»»

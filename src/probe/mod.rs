//! Benchmark probes.
//!
//! A probe samples one source of operating-system statistics for the
//! duration of a benchmark run. The harness drives every probe through the
//! same lifecycle:
//!
//! ```text
//! start(config) ──► lines arrive asynchronously ──► points accumulate
//!                                                        │
//! points() ◄── drained periodically by the harness ◄─────┘
//! stop()
//! ```
//!
//! Probes are pluggable: the harness only sees the [`Probe`] trait plus the
//! label contract of [`Probe::meta_info`], which must stay in lockstep with
//! the order of [`ProbePoint::values`].

mod buffer;
pub mod vmstat;

pub use buffer::PointBuffer;
pub use vmstat::VmStatProbe;

use serde::{Deserialize, Serialize};

use crate::config::ProbeConfig;
use crate::launcher::StartupError;

/// One timestamped sample produced by a probe.
///
/// `values` has a fixed length for every point produced by one probe
/// instance, equal to `meta_info().len() - 1` (the first label describes
/// the timestamp itself).
#[derive(Debug, Clone, PartialEq, Eq, Serialize, Deserialize)]
pub struct ProbePoint {
    /// Milliseconds since the Unix epoch, assigned when the line parsed.
    pub time_ms: i64,
    /// Ordered numeric fields, in the order advertised by `meta_info()`.
    pub values: Vec<u64>,
}

impl ProbePoint {
    /// Creates a point stamped with the current wall-clock time.
    pub fn now(values: Vec<u64>) -> Self {
        Self {
            time_ms: chrono::Utc::now().timestamp_millis(),
            values,
        }
    }
}

/// A pluggable metrics probe.
pub trait Probe {
    /// Starts collection. Fails only if the underlying line source cannot
    /// be established; per-line problems after startup are logged and
    /// skipped, never propagated.
    fn start(&mut self, cfg: &ProbeConfig) -> Result<(), StartupError>;

    /// Stops collection. Idempotent; safe to call if `start` never ran.
    /// Points appended before the stop remain drainable via `points()`.
    fn stop(&mut self);

    /// Labels for the timestamp and every value field, in point order.
    /// A static contract, never recomputed from live data.
    fn meta_info(&self) -> &'static [&'static str];

    /// Drains all points collected since the previous call.
    fn points(&self) -> Vec<ProbePoint>;
}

««

* **Exercise requirements**
Restate each of the records exactly, leaving nothing out.

* **Answer for this exercise**
filename src/probe/mod.rs
//! Benchmark probes.
//!
//! A probe samples one source of operating-system statistics for the
//! duration of a benchmark run. The harness drives every probe through the
//! same lifecycle:
//!
//! ```text
//! start(config) ──► lines arrive asynchronously ──► points accumulate
//!                                                        │
//! points() ◄── drained periodically by the harness ◄─────┘
//! stop()
//! ```
//!
//! Probes are pluggable: the harness only sees the [`Probe`] trait plus the
//! label contract of [`Probe::meta_info`], which must stay in lockstep with
//! the order of [`ProbePoint::values`].

mod buffer;
pub mod vmstat;

pub use buffer::PointBuffer;
pub use vmstat::VmStatProbe;

use serde::{Deserialize, Serialize};

use crate::config::ProbeConfig;
use crate::launcher::StartupError;

/// One timestamped sample produced by a probe.
///
/// `values` has a fixed length for every point produced by one probe
/// instance, equal to `meta_info().len() - 1` (the first label describes
/// the timestamp itself).
#[derive(Debug, Clone, PartialEq, Eq, Serialize, Deserialize)]
pub struct ProbePoint {
    /// Milliseconds since the Unix epoch, assigned when the line parsed.
    pub time_ms: i64,
    /// Ordered numeric fields, in the order advertised by `meta_info()`.
    pub values: Vec<u64>,
}

impl ProbePoint {
    /// Creates a point stamped with the current wall-clock time.
    pub fn now(values: Vec<u64>) -> Self {
        Self {
            time_ms: chrono::Utc::now().timestamp_millis(),
            values,
        }
    }
}

/// A pluggable metrics probe.
pub trait Probe {
    /// Starts collection. Fails only if the underlying line source cannot
    /// be established; per-line problems after startup are logged and
    /// skipped, never propagated.
    fn start(&mut self, cfg: &ProbeConfig) -> Result<(), StartupError>;

    /// Stops collection. Idempotent; safe to call if `start` never ran.
    /// Points appended before the stop remain drainable via `points()`.
    fn stop(&mut self);

    /// Labels for the timestamp and every value field, in point order.
    /// A static contract, never recomputed from live data.
    fn meta_info(&self) -> &'static [&'static str];

    /// Drains all points collected since the previous call.
    fn points(&self) -> Vec<ProbePoint>;
}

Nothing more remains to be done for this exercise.